Old adults also have frequent difficulty with sleep problems, but inadequate sleep is not an inevitable part of the ageing process. The total amount of sleep needed isn’t reduced. However, many of the sleep stealers can combine in the elderly including impaired health, pain and increased use of medications.
Teenagers have difficulty falling asleep until late at night and awakening early in the morning. Many young adults keep relatively irregular hours and as a group they report higher rates of dissatisfaction with the sleep they are getting.
What are the Biggest “Sleep Stealers”?
- Psychological factors
Stress is considered by most sleep experts to be the No.1 cause of short-term sleeping difficulties. Common triggers include school-or job-related pressures, a family or marriage problem and a serious illness or death in the family. Usually the sleep problem disappears when the stressful situation passes. However, if short term sleep problems such as insomnia aren’t managed properly from the beginning, they ca persist long after the original stress has passed. That’s why it’s a good idea to talk to a physician about any sleeping problem that recurs or persists for longer than one week.
- Lifestyle stressors
Without realizing it, you may be doing things during the day or night that can work against getting a good night’s sleep.
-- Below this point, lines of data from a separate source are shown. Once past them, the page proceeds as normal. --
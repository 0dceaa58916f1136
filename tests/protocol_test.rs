//! Behavioral tests for the claim protocol and query service
//!
//! Every scenario runs against both store adapters, and the core
//! invariant (`remaining == capacity - ledger length`) is checked
//! directly against storage, not only through the query API.

use claim_engine::{
    ClaimEngine, ClaimOutcome, ClaimStore, DurableStore, Error, MemoryStore, StoreConfig,
};
use std::time::{Duration, Instant};
use tempfile::TempDir;

fn deadline() -> Instant {
    Instant::now() + Duration::from_secs(5)
}

fn memory_engine() -> ClaimEngine<MemoryStore> {
    ClaimEngine::new(MemoryStore::new())
}

fn durable_engine(dir: &TempDir) -> ClaimEngine<DurableStore> {
    let config = StoreConfig::new(dir.path().to_path_buf())
        .with_persist_mode(fjall::PersistMode::SyncData);
    ClaimEngine::new(DurableStore::open(config).unwrap())
}

/// remaining == capacity - count(claims), read straight from the store.
fn assert_storage_invariant<S: ClaimStore>(engine: &ClaimEngine<S>, resource: &str) {
    let record = engine.store().read_resource(resource).unwrap().unwrap();
    let ledger = engine.store().read_claimants(resource).unwrap();

    assert!(record.remaining <= record.capacity);
    assert_eq!(record.remaining, record.capacity - ledger.len() as u64);
}

fn check_creation(engine: &ClaimEngine<impl ClaimStore>) {
    engine.create_resource("spring", 3).unwrap();

    let details = engine.details("spring").unwrap();
    assert_eq!(details.name, "spring");
    assert_eq!(details.capacity, 3);
    assert_eq!(details.remaining, 3);
    assert!(details.claimants.is_empty());

    assert_eq!(
        engine.create_resource("spring", 7),
        Err(Error::ResourceExists("spring".to_string()))
    );
    // The collision left the original untouched
    assert_eq!(engine.resource("spring").unwrap().capacity, 3);

    assert_eq!(
        engine.details("autumn"),
        Err(Error::ResourceNotFound("autumn".to_string()))
    );
}

#[test]
fn test_creation_memory() {
    check_creation(&memory_engine());
}

#[test]
fn test_creation_durable() {
    let dir = TempDir::new().unwrap();
    check_creation(&durable_engine(&dir));
}

fn check_claim_outcomes(engine: &ClaimEngine<impl ClaimStore>) {
    engine.create_resource("summer", 2).unwrap();

    assert_eq!(
        engine.claim("summer", "u1", deadline()).unwrap(),
        ClaimOutcome::Success
    );

    // Re-issuing a successful pair is stable while stock remains
    assert_eq!(
        engine.claim("summer", "u1", deadline()).unwrap(),
        ClaimOutcome::AlreadyClaimed
    );
    assert_eq!(engine.resource("summer").unwrap().remaining, 1);

    assert_eq!(
        engine.claim("summer", "u2", deadline()).unwrap(),
        ClaimOutcome::Success
    );
    assert_eq!(
        engine.claim("summer", "u3", deadline()).unwrap(),
        ClaimOutcome::Exhausted
    );

    assert_storage_invariant(engine, "summer");
}

#[test]
fn test_claim_outcomes_memory() {
    check_claim_outcomes(&memory_engine());
}

#[test]
fn test_claim_outcomes_durable() {
    let dir = TempDir::new().unwrap();
    check_claim_outcomes(&durable_engine(&dir));
}

fn check_unknown_resource(engine: &ClaimEngine<impl ClaimStore>) {
    assert_eq!(
        engine.claim("nonexistent", "u1", deadline()).unwrap(),
        ClaimOutcome::NotFound
    );

    // Nothing was created or recorded
    assert!(engine.store().read_resource("nonexistent").unwrap().is_none());
    assert!(engine.store().read_claimants("nonexistent").unwrap().is_empty());
}

#[test]
fn test_unknown_resource_memory() {
    check_unknown_resource(&memory_engine());
}

#[test]
fn test_unknown_resource_durable() {
    let dir = TempDir::new().unwrap();
    check_unknown_resource(&durable_engine(&dir));
}

fn check_capacity_one_boundary(engine: &ClaimEngine<impl ClaimStore>) {
    engine.create_resource("x", 1).unwrap();

    assert_eq!(
        engine.claim("x", "u1", deadline()).unwrap(),
        ClaimOutcome::Success
    );
    assert_eq!(engine.resource("x").unwrap().remaining, 0);

    assert_eq!(
        engine.claim("x", "u2", deadline()).unwrap(),
        ClaimOutcome::Exhausted
    );

    assert_storage_invariant(engine, "x");
}

#[test]
fn test_capacity_one_boundary_memory() {
    check_capacity_one_boundary(&memory_engine());
}

#[test]
fn test_capacity_one_boundary_durable() {
    let dir = TempDir::new().unwrap();
    check_capacity_one_boundary(&durable_engine(&dir));
}

fn check_prior_winner_after_exhaustion(engine: &ClaimEngine<impl ClaimStore>) {
    engine.create_resource("gone", 1).unwrap();

    assert_eq!(
        engine.claim("gone", "u1", deadline()).unwrap(),
        ClaimOutcome::Success
    );
    assert_eq!(engine.resource("gone").unwrap().remaining, 0);

    // The winner re-claiming an exhausted resource still sees its claim,
    // never a false Exhausted
    assert_eq!(
        engine.claim("gone", "u1", deadline()).unwrap(),
        ClaimOutcome::AlreadyClaimed
    );
    assert_eq!(
        engine.claim("gone", "u2", deadline()).unwrap(),
        ClaimOutcome::Exhausted
    );

    assert_storage_invariant(engine, "gone");
}

#[test]
fn test_prior_winner_after_exhaustion_memory() {
    check_prior_winner_after_exhaustion(&memory_engine());
}

#[test]
fn test_prior_winner_after_exhaustion_durable() {
    let dir = TempDir::new().unwrap();
    check_prior_winner_after_exhaustion(&durable_engine(&dir));
}

fn check_claimants_in_commit_order(engine: &ClaimEngine<impl ClaimStore>) {
    engine.create_resource("ordered", 5).unwrap();

    for claimant in ["u1", "u2", "u3", "u4"] {
        assert_eq!(
            engine.claim("ordered", claimant, deadline()).unwrap(),
            ClaimOutcome::Success
        );
    }

    assert_eq!(
        engine.claimants("ordered").unwrap(),
        vec!["u1", "u2", "u3", "u4"]
    );

    let details = engine.details("ordered").unwrap();
    assert_eq!(details.remaining, 1);
    assert_eq!(details.claimants.len(), 4);

    assert_eq!(
        engine.claimants("missing"),
        Err(Error::ResourceNotFound("missing".to_string()))
    );
}

#[test]
fn test_claimants_in_commit_order_memory() {
    check_claimants_in_commit_order(&memory_engine());
}

#[test]
fn test_claimants_in_commit_order_durable() {
    let dir = TempDir::new().unwrap();
    check_claimants_in_commit_order(&durable_engine(&dir));
}

#[test]
fn test_durable_state_survives_reopen() {
    let dir = TempDir::new().unwrap();

    {
        let engine = durable_engine(&dir);
        engine.create_resource("persist", 3).unwrap();
        engine.claim("persist", "u1", deadline()).unwrap();
        engine.claim("persist", "u2", deadline()).unwrap();
    }

    let engine = durable_engine(&dir);

    let details = engine.details("persist").unwrap();
    assert_eq!(details.capacity, 3);
    assert_eq!(details.remaining, 1);
    assert_eq!(details.claimants, vec!["u1", "u2"]);

    // Constraints still hold against the recovered state
    assert_eq!(
        engine.claim("persist", "u1", deadline()).unwrap(),
        ClaimOutcome::AlreadyClaimed
    );
    assert_eq!(
        engine.claim("persist", "u3", deadline()).unwrap(),
        ClaimOutcome::Success
    );
    assert_storage_invariant(&engine, "persist");
}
These include drinking alcohol or beverage containing caffeine in the afternoon or evening, exercising close to bedtime, following an irregular morning and nighttime schedule, and working or doing other mentally intense activities right before or after getting into bed.
- Shift work
If you are a shift worker, sleep may be particularly elusive. Shift work forces you to try to sleep when activities around you- and your own “biological rhythms” – signal you to be awake. One study shows that shift workers are two to five times more likely than employees with regular, daytime hours fall asleep on the job.
- Jet Lag
Still another sleep stealer is jet lag, an inability to sleep caused when you travel across several time zones and your biological rhythms get “out of sync”.
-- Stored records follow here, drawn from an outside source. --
//! Claim attempt outcomes

use serde::{Deserialize, Serialize};
use std::fmt;

/// The closed set of results a claim attempt can produce.
///
/// All four are definite business outcomes: re-issuing the identical
/// call reproduces the same outcome (transient storage failures are
/// reported as errors, not outcomes).
#[derive(Debug, Clone, Copy, PartialEq, Eq, Hash, Serialize, Deserialize)]
pub enum ClaimOutcome {
    /// The decrement and the ledger insert committed together
    Success,
    /// The referenced resource does not exist
    NotFound,
    /// This claimant already holds a claim on this resource
    AlreadyClaimed,
    /// No remaining stock
    Exhausted,
}

impl fmt::Display for ClaimOutcome {
    fn fmt(&self, f: &mut fmt::Formatter<'_>) -> fmt::Result {
        match self {
            ClaimOutcome::Success => write!(f, "success"),
            ClaimOutcome::NotFound => write!(f, "not_found"),
            ClaimOutcome::AlreadyClaimed => write!(f, "already_claimed"),
            ClaimOutcome::Exhausted => write!(f, "exhausted"),
        }
    }
}
//! Composite key encoding for the durable store's claim partitions
//!
//! Key format: `{resource_len(4 BE)}{resource}{suffix}`. The length prefix
//! keeps resources with common name prefixes from colliding under prefix
//! scans; big-endian fixed-width suffixes make lexicographic key order
//! match logical order.

/// Prefix covering every claim key of one resource.
pub fn claim_prefix(resource: &str) -> Vec<u8> {
    let name = resource.as_bytes();
    let mut key = Vec::with_capacity(4 + name.len());
    key.extend_from_slice(&(name.len() as u32).to_be_bytes());
    key.extend_from_slice(name);
    key
}

/// Uniqueness key for the `(resource, claimant)` pair.
pub fn claim_pair_key(resource: &str, claimant: &str) -> Vec<u8> {
    let mut key = claim_prefix(resource);
    key.extend_from_slice(claimant.as_bytes());
    key
}

/// Commit-order key: claims scan back in sequence order per resource.
pub fn claim_seq_key(resource: &str, seq: u64) -> Vec<u8> {
    let mut key = claim_prefix(resource);
    key.extend_from_slice(&seq.to_be_bytes());
    key
}
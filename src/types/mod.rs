//! Type definitions for the claim engine

mod claim;
mod outcome;
mod resource;

pub use claim::Claim;
pub use outcome::ClaimOutcome;
pub use resource::{Resource, ResourceDetails};
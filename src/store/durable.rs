//! Fjall-backed store with pessimistic per-resource locking
//!
//! One claim transaction holds the exclusive lock on its resource row for
//! the whole check-decrement-record sequence, so conflicting claims
//! serialize on the lock and the staged writes land in a single atomic
//! batch. The read path scans committed partitions without locking.
//!
//! Partitions:
//! - `resources`: name -> resource record (name uniqueness)
//! - `claims`: (resource, claimant) -> claim record (pair uniqueness)
//! - `claim_log`: (resource, seq) -> claimant id (commit order)

use crate::config::StoreConfig;
use crate::error::{Error, Result};
use crate::store::keys;
use crate::store::lock::{ResourceLockGuard, ResourceLockManager};
use crate::store::{ClaimStore, ClaimTransaction, ConditionalUpdate, Serialization, UniqueInsert};
use crate::types::{Claim, Resource};
use chrono::{DateTime, Utc};
use fjall::{Keyspace, Partition, PartitionCreateOptions};
use std::time::Instant;

/// Durable claim store (strategy: exclusive resource locking).
pub struct DurableStore {
    keyspace: Keyspace,
    resources: Partition,
    claims: Partition,
    claim_log: Partition,
    locks: ResourceLockManager,
    config: StoreConfig,
}

impl DurableStore {
    /// Open (or create) a store at the configured data directory.
    ///
    /// Reopening an existing directory recovers all committed state.
    pub fn open(config: StoreConfig) -> Result<Self> {
        std::fs::create_dir_all(&config.data_dir)?;

        let keyspace = fjall::Config::new(&config.data_dir)
            .cache_size(config.block_cache_size)
            .open()?;

        let resources = keyspace.open_partition(
            "resources",
            PartitionCreateOptions::default()
                .block_size(16 * 1024)
                .compression(config.compression),
        )?;

        let claims = keyspace.open_partition(
            "claims",
            PartitionCreateOptions::default()
                .block_size(32 * 1024)
                .compression(config.compression),
        )?;

        let claim_log = keyspace.open_partition(
            "claim_log",
            PartitionCreateOptions::default()
                .block_size(32 * 1024)
                .compression(config.compression),
        )?;

        Ok(Self {
            keyspace,
            resources,
            claims,
            claim_log,
            locks: ResourceLockManager::new(),
            config,
        })
    }

    fn decode_resource(bytes: &[u8]) -> Result<Resource> {
        Ok(serde_json::from_slice(bytes)?)
    }
}

impl ClaimStore for DurableStore {
    type Txn<'a>
        = DurableTxn<'a>
    where
        Self: 'a;

    fn serialization(&self) -> Serialization {
        Serialization::ResourceLock
    }

    fn begin(&self, resource: &str, deadline: Instant) -> Result<DurableTxn<'_>> {
        let guard = self.locks.acquire(resource, deadline)?;

        Ok(DurableTxn {
            store: self,
            resource: resource.to_string(),
            deadline,
            staged_claim: None,
            decremented: false,
            _guard: guard,
        })
    }

    fn insert_resource(&self, resource: Resource) -> Result<UniqueInsert> {
        // Serialize racing creators of the same name on the row lock
        let deadline = Instant::now() + self.config.lock_timeout;
        let _guard = self.locks.acquire(&resource.name, deadline)?;

        if self.resources.get(resource.name.as_bytes())?.is_some() {
            return Ok(UniqueInsert::Duplicate);
        }

        self.resources
            .insert(resource.name.as_bytes(), serde_json::to_vec(&resource)?)?;
        self.keyspace.persist(self.config.persist_mode)?;

        Ok(UniqueInsert::Inserted)
    }

    fn read_resource(&self, name: &str) -> Result<Option<Resource>> {
        match self.resources.get(name.as_bytes())? {
            Some(bytes) => Ok(Some(Self::decode_resource(&bytes)?)),
            None => Ok(None),
        }
    }

    fn read_claimants(&self, name: &str) -> Result<Vec<String>> {
        let mut claimants = Vec::new();

        // Sequence keys are big-endian, so the scan yields commit order
        for entry in self.claim_log.prefix(keys::claim_prefix(name)) {
            let (_key, value) = entry?;
            let claimant = String::from_utf8(value.to_vec())
                .map_err(|e| Error::Encoding(e.to_string()))?;
            claimants.push(claimant);
        }

        Ok(claimants)
    }
}

/// Claim transaction holding the exclusive lock on its resource row.
///
/// Dropping the transaction without committing releases the lock and
/// leaves durable state untouched.
pub struct DurableTxn<'a> {
    store: &'a DurableStore,
    resource: String,
    deadline: Instant,
    staged_claim: Option<Claim>,
    decremented: bool,
    _guard: ResourceLockGuard<'a>,
}

impl ClaimTransaction for DurableTxn<'_> {
    fn resource(&mut self) -> Result<Option<Resource>> {
        // Stable under the exclusive lock: no other writer can touch
        // this row until the guard drops
        self.store.read_resource(&self.resource)
    }

    fn insert_claim(
        &mut self,
        claimant: &str,
        claimed_at: DateTime<Utc>,
    ) -> Result<UniqueInsert> {
        let key = keys::claim_pair_key(&self.resource, claimant);
        if self.store.claims.get(&key)?.is_some() {
            return Ok(UniqueInsert::Duplicate);
        }

        self.staged_claim = Some(Claim::new(claimant, self.resource.clone(), claimed_at));
        Ok(UniqueInsert::Inserted)
    }

    fn decrement_remaining(&mut self) -> Result<ConditionalUpdate> {
        match self.store.read_resource(&self.resource)? {
            Some(record) if record.remaining > 0 => {
                self.decremented = true;
                Ok(ConditionalUpdate::Applied)
            }
            _ => Ok(ConditionalUpdate::Unmatched),
        }
    }

    fn commit(self) -> Result<()> {
        if Instant::now() > self.deadline {
            return Err(Error::DeadlineExceeded);
        }

        let Some(claim) = self.staged_claim else {
            return Err(Error::Storage(
                "commit without a staged claim".to_string(),
            ));
        };
        if !self.decremented {
            return Err(Error::Storage(
                "commit without a staged decrement".to_string(),
            ));
        }

        let mut record = self
            .store
            .read_resource(&self.resource)?
            .ok_or_else(|| Error::Storage("resource row vanished mid-transaction".to_string()))?;
        record.remaining -= 1;

        // nth successful claim; strictly increasing under the row lock
        let seq = record.claimed();

        let mut batch = self.store.keyspace.batch();
        batch.insert(
            &self.store.resources,
            record.name.as_bytes(),
            serde_json::to_vec(&record)?,
        );
        batch.insert(
            &self.store.claims,
            keys::claim_pair_key(&self.resource, &claim.claimant_id),
            serde_json::to_vec(&claim)?,
        );
        batch.insert(
            &self.store.claim_log,
            keys::claim_seq_key(&self.resource, seq),
            claim.claimant_id.as_bytes(),
        );
        batch.commit()?;

        self.store.keyspace.persist(self.store.config.persist_mode)?;

        Ok(())
    }
}
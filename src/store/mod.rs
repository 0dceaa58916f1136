//! Storage layer: the store-agnostic claim contract and its adapters
//!
//! The claim protocol is written once against the [`ClaimStore`] /
//! [`ClaimTransaction`] capability pair; each adapter supplies the
//! serialization point (exclusive row locking or commit-validated
//! conditional updates) that keeps concurrent claims correct.

mod durable;
mod keys;
mod lock;
mod memory;

pub use durable::DurableStore;
pub use lock::{ResourceLockGuard, ResourceLockManager};
pub use memory::MemoryStore;

use crate::error::Result;
use crate::types::Resource;
use chrono::{DateTime, Utc};
use std::time::Instant;

/// How a store serializes conflicting claims on one resource.
#[derive(Debug, Clone, Copy, PartialEq, Eq)]
pub enum Serialization {
    /// Exclusive per-resource lock held for the whole transaction.
    /// Claimants of the same resource block each other; claimants of
    /// different resources never do.
    ResourceLock,
    /// Writes are staged and their conditions re-validated atomically at
    /// commit; an invalidated condition surfaces as a retryable
    /// serialization conflict.
    ConditionalUpdate,
}

/// Result of an insert guarded by a uniqueness constraint.
#[derive(Debug, Clone, Copy, PartialEq, Eq)]
pub enum UniqueInsert {
    Inserted,
    Duplicate,
}

/// Result of the guarded decrement (`remaining > 0`).
#[derive(Debug, Clone, Copy, PartialEq, Eq)]
pub enum ConditionalUpdate {
    Applied,
    /// Zero rows matched: the resource is exhausted or absent. The caller
    /// must re-read to disambiguate.
    Unmatched,
}

/// Transactional store capable of backing the claim protocol.
///
/// Requires enforceable uniqueness on `Resource.name` and on the
/// `(claimant_id, resource_name)` pair, plus commit/rollback semantics
/// for the per-claim transaction.
pub trait ClaimStore: Send + Sync {
    type Txn<'a>: ClaimTransaction
    where
        Self: 'a;

    /// The serialization discipline this adapter implements.
    fn serialization(&self) -> Serialization;

    /// Open a claim transaction scoped to a single resource.
    ///
    /// Rolling back is dropping the transaction; no durable state may
    /// change before `commit`.
    fn begin(&self, resource: &str, deadline: Instant) -> Result<Self::Txn<'_>>;

    /// Insert a resource record, enforcing name uniqueness. Durable on
    /// `Ok(Inserted)`; no partial state otherwise.
    fn insert_resource(&self, resource: Resource) -> Result<UniqueInsert>;

    /// Read-committed view of a resource record.
    fn read_resource(&self, name: &str) -> Result<Option<Resource>>;

    /// Claimant ids for a resource in commit order of successful claims.
    /// Empty when the resource exists but has no claims, or is unknown.
    fn read_claimants(&self, name: &str) -> Result<Vec<String>>;
}

/// One claim's transaction: the capability set the protocol drives.
pub trait ClaimTransaction {
    /// Current record of the transaction's resource. Under resource
    /// locking this read is stable for the transaction's lifetime.
    fn resource(&mut self) -> Result<Option<Resource>>;

    /// Stage the ledger insert, enforcing pair uniqueness.
    fn insert_claim(
        &mut self,
        claimant: &str,
        claimed_at: DateTime<Utc>,
    ) -> Result<UniqueInsert>;

    /// Stage the decrement of `remaining`, guarded by `remaining > 0`.
    fn decrement_remaining(&mut self) -> Result<ConditionalUpdate>;

    /// Atomically commit the staged ledger insert and decrement.
    fn commit(self) -> Result<()>;
}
- Environmental Interferences
A distracting sleep environment such as a room that’s too hot or cold, too noisy or too brightly lit can be a barrier to sound sleep. Also interruptions, from children or other family members can also disrupt sleep. Other details to pay attention are the comfort and size of your bed and the habits of your sleep partner. If you have to lie beside some who has different sleep preferences, snores, can’t fall or stay asleep, or has other sleep difficulties, it often becomes your problem too!
- Physical Factors
A number of physical problems can interfere with your ability to fall or stay asleep. For example, arthritis and other conditions that cause pain, backache, or discomfort can make it difficult to sleep well. Sleep apnea, which is recognized by snoring and interrupted breathing, causes brief awakening (often unnoticed) and excessive daytime sleepiness. If suspected, a person having signs of sleep apnea should see a doctor.
Disorders that cause involuntary limb movements during sleep, such as restless legs syndrome, break up the normal sleep pattern and are also likely to make sleep less refreshing and result in daytime sleepiness.
For women, pregnancy and hormonal shifts including those that cause premenstrual syndrome (PMS) or menopause and its accompanying hot flashes can also intrude on sleep.